Software for Music Industry

We have been building software solutions for music industry since 2005! Although we are currently more focused on our own solutions, we still participate in other projects.

We do not list references. Instead, you can test several of our solutions, have a look under the hood of our open-source software, read our articles and watch hundreds of our videos. If that is not enough, and you still want references, then we can not help you.

That Green Thing

Work editing in That Green Thing, section Writers & Publishers, one writer controlled as original publisher, the other as administrator

That Green Thing is our flagship project! Available as software-as-a-service, also under other brands, it supports music companies world-wide with music metadata management, registrations and royalty distribution.

CWR Tools

Video series about Common Works Registration, featuring CWR Tools in many episodes

CWR Tools are a collection of free online tools for basic creation and inspection of CWR files. They are used on daily basis by music publishers who need one-time conversion to or from CWR format. They are also the foundation for the new video series about CWR.

DMP

Work editing in DMP: Simple work, two writers, one controlled, one not

DMP (Django Music Publisher) is open-source software for managing music metadata, batch registration of musical works (using CWR), royalty processing and data distribution. Originally published in July 2018, it is regularly updated, with two major releases per year.

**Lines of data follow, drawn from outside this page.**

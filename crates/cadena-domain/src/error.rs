use thiserror::Error;

#[derive(Debug, Error, Clone, PartialEq, Eq)]
pub enum DomainError {
    #[error("{0}")]
    Validation(String),
    #[error("transición inválida de {entity}: {from} -> {to}")]
    InvalidTransition {
        entity: &'static str,
        from: &'static str,
        to: &'static str,
    },
}
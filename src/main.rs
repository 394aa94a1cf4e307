//! Driver de escenarios del motor de cadenas: recorre formación, sorteo,
//! rotación y conciliación contra el backend en memoria, imprimiendo cada
//! paso. Con el feature `pg_demo` y DATABASE_URL, repite el recorrido
//! contra Postgres.

use cadena_core::{ApprovedPayment, CircleEngine, CircleStore, InMemoryPlanCatalog, InMemoryRevealChannel,
                  InMemoryStore, PlanCatalog, RevealChannel};
use cadena_domain::{cycle_label, GroupStatus, Plan};
use uuid::Uuid;

fn run_scenarios<S, C, R>(engine: &CircleEngine<S, C, R>, plan_id: Uuid, duration: i32)
    where S: CircleStore,
          C: PlanCatalog,
          R: RevealChannel
{
    // Formación: duration altas llenan y sellan un grupo; una más abre otro
    let mut users = Vec::new();
    let mut group_id = None;
    for _ in 0..duration {
        let user = Uuid::new_v4();
        let result = engine.join(user, plan_id).expect("alta");
        users.push(user);
        group_id = Some(result.group_id);
    }
    let group_id = group_id.unwrap();
    let group = engine.store()
                      .transaction(|tx| tx.find_group(group_id))
                      .expect("tx")
                      .expect("grupo");
    assert_eq!(group.status(), GroupStatus::Full);
    println!("[formación] grupo {group_id} sellado con {duration} miembros");

    let overflow = engine.join(Uuid::new_v4(), plan_id).expect("alta de desborde");
    assert_ne!(overflow.group_id, group_id);
    println!("[formación] desborde abre grupo {} en formación", overflow.group_id);

    // Sorteo: permutación comprometida junto con Full -> Running
    let session = engine.start_draw(group_id, Uuid::new_v4()).expect("sorteo");
    println!("[sorteo] sesión {} con {} pasos", session.id(), session.total_steps());
    for a in session.final_positions() {
        println!("  usuario={} posición={}", a.user_id, a.position);
    }
    for _ in 0..session.total_steps() {
        let s = engine.advance_reveal(session.id()).expect("revelación");
        println!("[revelación] paso {}/{} ({})", s.current_step(), s.total_steps(), s.status());
    }

    // Rotación: cada período crea la entrega del turno y siembra aportes
    for cycle in 2..=duration {
        let advance = engine.advance_cycle(group_id).expect("avance");
        let delivery = engine.store()
                             .transaction(|tx| tx.find_delivery(group_id, &cycle_label(advance.new_cycle)))
                             .expect("tx")
                             .expect("entrega");
        println!("[rotación] ciclo {} -> {}: entrega a {}",
                 advance.previous_cycle,
                 advance.new_cycle,
                 delivery.user_id());

        // Conciliación: todos pagan el período recién abierto
        for user in &users {
            engine.confirm_payment(ApprovedPayment { user_id: *user,
                                                     group_id,
                                                     period: cycle_label(cycle),
                                                     amount_cents: group.contribution_cents() })
                  .expect("conciliación");
        }
        let obligations = engine.period_obligations(group_id, cycle).expect("obligaciones");
        println!("[conciliación] {} cubierto={}", obligations.period, obligations.settled());
    }

    let last = engine.advance_cycle(group_id).expect("cierre");
    assert!(last.completed);
    println!("[rotación] grupo {group_id} completado");
}

fn main() {
    let _ = dotenvy::dotenv();
    let duration = 3;
    let plan = Plan::new("Electrodoméstico 3 ciclos", duration, 5000).expect("plan");
    let plan_id = plan.id();

    println!("== recorrido en memoria ==");
    let engine = CircleEngine::new(InMemoryStore::new(),
                                   InMemoryPlanCatalog::with_plans([plan.clone()]),
                                   InMemoryRevealChannel::new());
    run_scenarios(&engine, plan_id, duration);
    println!("eventos publicados al canal: {}", engine.reveal_channel().published().len());

    #[cfg(feature = "pg_demo")]
    {
        use cadena_core::NoopRevealChannel;
        use cadena_persistence::pg::{PgCircleStore, PgPlanCatalog};

        if std::env::var("DATABASE_URL").is_ok() {
            println!("== recorrido sobre Postgres ==");
            let pool = cadena_persistence::build_dev_pool_from_env().expect("pool");
            let catalog = PgPlanCatalog::from_pool(pool.clone());
            let plan = Plan::new("Electrodoméstico 3 ciclos (pg)", duration, 5000).expect("plan");
            let plan_id = plan.id();
            catalog.save_plan(&plan).expect("seed plan");
            let engine = CircleEngine::new(PgCircleStore::from_pool(pool), catalog, NoopRevealChannel);
            run_scenarios(&engine, plan_id, duration);
        } else {
            eprintln!("pg_demo: DATABASE_URL no definido, se omite el recorrido Postgres");
        }
    }
}
//! Planificador de rotación: avanza el ciclo de un grupo corriendo, crea la
//! entrega del turno y siembra las obligaciones de aporte del período.

use cadena_domain::{cycle_label, Contribution, ContributionStatus, Delivery, Group, GroupStatus};
use chrono::Utc;
use log::{debug, warn};
use serde::{Deserialize, Serialize};
use uuid::Uuid;

use crate::errors::CoreError;
use crate::store::{CircleStore, StoreTx};

/// Resultado de un avance de ciclo. Cuando `completed` es verdadero el
/// ciclo no avanzó: el grupo pasó a `Completed` y `new_cycle` repite el
/// ciclo final.
#[derive(Debug, Clone, Copy, PartialEq, Eq, Serialize, Deserialize)]
pub struct CycleAdvance {
    pub group_id: Uuid,
    pub previous_cycle: i32,
    pub new_cycle: i32,
    pub completed: bool,
}

/// Resumen de una corrida por lotes sobre todos los grupos corriendo.
#[derive(Debug, Default)]
pub struct PeriodReport {
    pub advanced: Vec<CycleAdvance>,
    pub failures: Vec<(Uuid, CoreError)>,
}

/// Estado de las obligaciones de un período, para decidir si el ciclo quedó
/// cubierto antes de avanzar el siguiente.
#[derive(Debug, Clone, PartialEq, Eq, Serialize, Deserialize)]
pub struct PeriodObligations {
    pub group_id: Uuid,
    pub period: String,
    pub confirmed: usize,
    pub pending: usize,
    pub rejected: usize,
}

impl PeriodObligations {
    /// Todas las obligaciones sembradas están liquidadas.
    pub fn settled(&self) -> bool {
        self.pending == 0 && self.rejected == 0 && self.confirmed > 0
    }
}

/// Avanza el ciclo del grupo en una transacción bajo su lock de fila.
///
/// Pasos:
/// 1. `new_cycle = current_cycle + 1`.
/// 2. Si `new_cycle > duration_cycles`: `Running -> Completed`; no se crea
///    entrega ni se siembran aportes.
/// 3. Si no: entrega `Pending` para la membresía con `position == new_cycle`
///    y siembra idempotente de un aporte `Pending` por miembro para el
///    período (re-ejecutar el mismo período no duplica obligaciones).
///
/// El avance de un grupo nunca corre en paralelo consigo mismo (lock de
/// fila); grupos distintos avanzan de forma independiente.
pub fn advance_cycle<S>(store: &S, group_id: Uuid) -> Result<CycleAdvance, CoreError>
    where S: CircleStore
{
    store.transaction(|tx| {
        let mut group = tx.lock_group(group_id)?.ok_or(CoreError::GroupNotFound(group_id))?;
        if group.status() != GroupStatus::Running {
            return Err(CoreError::InvalidGroupState { required: GroupStatus::Running,
                                                      found: group.status() });
        }

        let previous = group.current_cycle();
        let new_cycle = previous + 1;

        if new_cycle > group.duration_cycles() {
            group.complete(Utc::now())?;
            tx.update_group(&group)?;
            debug!("advance_cycle: grupo {group_id} completado tras el ciclo {previous}");
            return Ok(CycleAdvance { group_id,
                                     previous_cycle: previous,
                                     new_cycle: previous,
                                     completed: true });
        }

        open_period(tx, &group, new_cycle)?;

        group.advance_to(new_cycle)?;
        tx.update_group(&group)?;
        Ok(CycleAdvance { group_id,
                          previous_cycle: previous,
                          new_cycle,
                          completed: false })
    })
}

/// Abre las obligaciones de un ciclo: la entrega `Pending` para la
/// membresía con `position == cycle` y un aporte `Pending` por miembro,
/// ambos idempotentes (una fila ya existente para el período no se
/// duplica). Lo invoca el avance de ciclo en cada período y el sorteo para
/// el primer ciclo, siempre dentro de la transacción dueña del lock del
/// grupo.
pub(crate) fn open_period(tx: &mut dyn StoreTx, group: &Group, cycle: i32) -> Result<(), CoreError> {
    let label = cycle_label(cycle);
    let members = tx.memberships_of_group(group.id())?;

    // entrega para quien tiene el turno de este ciclo
    if let Some(recipient) = members.iter().find(|m| m.position() == Some(cycle)) {
        if tx.find_delivery(group.id(), &label)?.is_none() {
            let delivery = Delivery::new(recipient.user_id(), group.id(), label.clone())?;
            tx.insert_delivery(&delivery)?;
            debug!("open_period: entrega {} para usuario {} ({label})",
                   delivery.id(),
                   recipient.user_id());
        }
    }

    // siembra idempotente de obligaciones del período
    for member in &members {
        if tx.find_contribution(member.user_id(), group.id(), &label)?.is_none() {
            let contribution =
                Contribution::new(member.user_id(), group.id(), label.clone(), group.contribution_cents())?;
            tx.insert_contribution(&contribution)?;
        }
    }
    Ok(())
}

/// Corrida por lotes: un período para todos los grupos corriendo. Cada
/// grupo avanza en su propia transacción; el fallo de uno se recolecta y no
/// aborta a los demás.
pub fn run_period<S>(store: &S) -> Result<PeriodReport, CoreError>
    where S: CircleStore
{
    let ids = store.transaction(|tx| tx.running_group_ids())?;
    let mut report = PeriodReport::default();
    for group_id in ids {
        match advance_cycle(store, group_id) {
            Ok(advance) => report.advanced.push(advance),
            Err(e) => {
                warn!("run_period: grupo {group_id} omitido: {e}");
                report.failures.push((group_id, e));
            }
        }
    }
    Ok(report)
}

/// Marca como entregada la entrega de un ciclo. La confirma el flujo
/// administrativo una vez realizado el despacho físico.
pub fn fulfill_delivery<S>(store: &S, group_id: Uuid, cycle: i32) -> Result<Delivery, CoreError>
    where S: CircleStore
{
    let label = cycle_label(cycle);
    store.transaction(|tx| {
             tx.lock_group(group_id)?.ok_or(CoreError::GroupNotFound(group_id))?;
             let mut delivery = tx.find_delivery(group_id, &label)?
                                  .ok_or_else(|| CoreError::DeliveryNotFound { group_id,
                                                                               cycle_label: label.clone() })?;
             delivery.fulfill()?;
             tx.update_delivery(&delivery)?;
             debug!("fulfill_delivery: {} entregada ({label})", delivery.id());
             Ok(delivery)
         })
}

/// Consulta el estado de las obligaciones de un ciclo ya abierto.
pub fn period_obligations<S>(store: &S, group_id: Uuid, cycle: i32) -> Result<PeriodObligations, CoreError>
    where S: CircleStore
{
    let period = cycle_label(cycle);
    store.transaction(|tx| {
             tx.find_group(group_id)?.ok_or(CoreError::GroupNotFound(group_id))?;
             let rows = tx.contributions_of_period(group_id, &period)?;
             let mut obligations = PeriodObligations { group_id,
                                                       period: period.clone(),
                                                       confirmed: 0,
                                                       pending: 0,
                                                       rejected: 0 };
             for c in rows {
                 match c.status() {
                     ContributionStatus::Confirmed => obligations.confirmed += 1,
                     ContributionStatus::Pending => obligations.pending += 1,
                     ContributionStatus::Rejected => obligations.rejected += 1,
                 }
             }
             Ok(obligations)
         })
}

Music Metadata Python Library

We have used this library in our projects. We occasionally license it. And we have released parts of it as open-source code. For developers.

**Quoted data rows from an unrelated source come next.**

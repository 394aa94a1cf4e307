//! Motor de sorteo: computa la permutación final de posiciones para un
//! grupo lleno y la compromete junto con la transición `Full -> Running`.
//!
//! Separación resultado/presentación: `final_positions` se calcula una sola
//! vez con un barajado uniforme y se persiste; `reveal_sequence` es una
//! proyección con retardos crecientes que la capa de presentación puede
//! reproducir o recalcular sin tocar el resultado. La animación jamás
//! decide el orden.

use cadena_domain::{DrawSession, GroupStatus, PositionAssignment, RevealStep};
use chrono::Utc;
use log::{debug, warn};
use rand::seq::SliceRandom;
use rand::Rng;
use uuid::Uuid;

use crate::constants::{REVEAL_BASE_DELAY_MS, REVEAL_STEP_DELAY_MS};
use crate::errors::CoreError;
use crate::event::{DrawStarted, RevealChannel};
use crate::store::CircleStore;

/// Deriva el guion de revelación: la misma permutación, un paso por
/// posición, con retardo estrictamente creciente.
pub fn reveal_sequence_for(final_positions: &[PositionAssignment]) -> Vec<RevealStep> {
    final_positions.iter()
                   .enumerate()
                   .map(|(i, a)| RevealStep { position: a.position,
                                              delay_ms: REVEAL_BASE_DELAY_MS + REVEAL_STEP_DELAY_MS * i as u32 })
                   .collect()
}

/// Sortea y arranca el grupo con el RNG del sistema.
pub fn start_draw<S, C>(store: &S, channel: &C, group_id: Uuid, admin_id: Uuid) -> Result<DrawSession, CoreError>
    where S: CircleStore,
          C: RevealChannel
{
    start_draw_with_rng(store, channel, group_id, admin_id, &mut rand::thread_rng())
}

/// Variante con RNG inyectado (pruebas con semilla fija).
///
/// Una sola transacción: resultado del sorteo, posiciones de las membresías
/// y transición `Full -> Running` confirman juntos. Un crash entre medio no
/// puede dejar un grupo corriendo sin posiciones ni un sorteo comprometido
/// cuyo grupo nunca arrancó.
pub fn start_draw_with_rng<S, C, R>(store: &S,
                                    channel: &C,
                                    group_id: Uuid,
                                    admin_id: Uuid,
                                    rng: &mut R)
                                    -> Result<DrawSession, CoreError>
    where S: CircleStore,
          C: RevealChannel,
          R: Rng + ?Sized
{
    let session = store.transaction(|tx| {
        let mut group = tx.lock_group(group_id)?.ok_or(CoreError::GroupNotFound(group_id))?;
        if group.status() != GroupStatus::Full {
            return Err(CoreError::GroupNotReady(group_id));
        }
        if tx.open_draw_session(group_id)?.is_some() {
            return Err(CoreError::DrawAlreadyInProgress(group_id));
        }

        let mut members = tx.memberships_of_group(group_id)?;
        let capacity = group.duration_cycles();
        if members.len() as i32 != capacity {
            // inalcanzable con el invariante de capacidad; se reporta, no se ajusta
            return Err(CoreError::Storage(format!("grupo {} lleno con {} miembros, capacidad {}",
                                                  group_id,
                                                  members.len(),
                                                  capacity)));
        }

        // barajado Fisher-Yates insesgado de 1..=n
        let mut positions: Vec<i32> = (1..=capacity).collect();
        positions.shuffle(rng);

        let final_positions: Vec<PositionAssignment> =
            members.iter()
                   .zip(positions.iter())
                   .map(|(m, p)| PositionAssignment { user_id: m.user_id(), position: *p })
                   .collect();
        let reveal = reveal_sequence_for(&final_positions);
        let session = DrawSession::new(group_id, admin_id, final_positions, reveal)?;

        for (member, position) in members.iter_mut().zip(positions.iter()) {
            member.assign_position(*position, capacity)?;
            tx.update_membership(member)?;
        }
        tx.insert_draw_session(&session)?;

        group.start(Utc::now())?;
        tx.update_group(&group)?;

        // el sorteo abre el primer período: entrega del turno 1 y siembra
        // de aportes del ciclo 1, en la misma transacción
        crate::rotation::open_period(tx, &group, 1)?;
        debug!("start_draw: grupo {group_id} corriendo, sorteo {}", session.id());
        Ok(session)
    })?;

    // fire-and-forget: el resultado ya es durable; un fallo del canal no
    // revierte nada
    let event = DrawStarted { group_id,
                              draw_id: session.id(),
                              final_positions: session.final_positions().to_vec(),
                              reveal_sequence: session.reveal_sequence().to_vec() };
    if let Err(e) = channel.publish(&event) {
        warn!("start_draw: publicación de DrawStarted falló para {group_id}: {e}");
    }

    Ok(session)
}

/// Avanza un paso la revelación animada. Contabilidad de presentación: el
/// primer avance pasa la sesión a `InProgress`, el último a `Completed`.
pub fn advance_reveal<S>(store: &S, draw_id: Uuid) -> Result<DrawSession, CoreError>
    where S: CircleStore
{
    store.transaction(|tx| {
             let found = tx.find_draw_session(draw_id)?.ok_or(CoreError::DrawNotFound(draw_id))?;
             // disciplina de locks: la fila del grupo sincroniza también sus
             // sorteos; se relee la sesión ya bajo el lock
             tx.lock_group(found.group_id())?
               .ok_or(CoreError::GroupNotFound(found.group_id()))?;
             let mut session = tx.find_draw_session(draw_id)?.ok_or(CoreError::DrawNotFound(draw_id))?;
             session.advance_step()?;
             tx.update_draw_session(&session)?;
             Ok(session)
         })
}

https://github.com/musicmetadata

Your project

As stated at the beginning, we occasionally participate in other projects. In order for us to work with/for you, you must have sufficient experience in the field AND an interesting project AND sufficient funding.

Very few people meet the first criteria. And it is the first because it is simple to test and has high failure rate. (Usually first two lines of the first email are sufficient.)

As software developers, we know that there is absolutely no reason to discuss the other two criteria in such cases.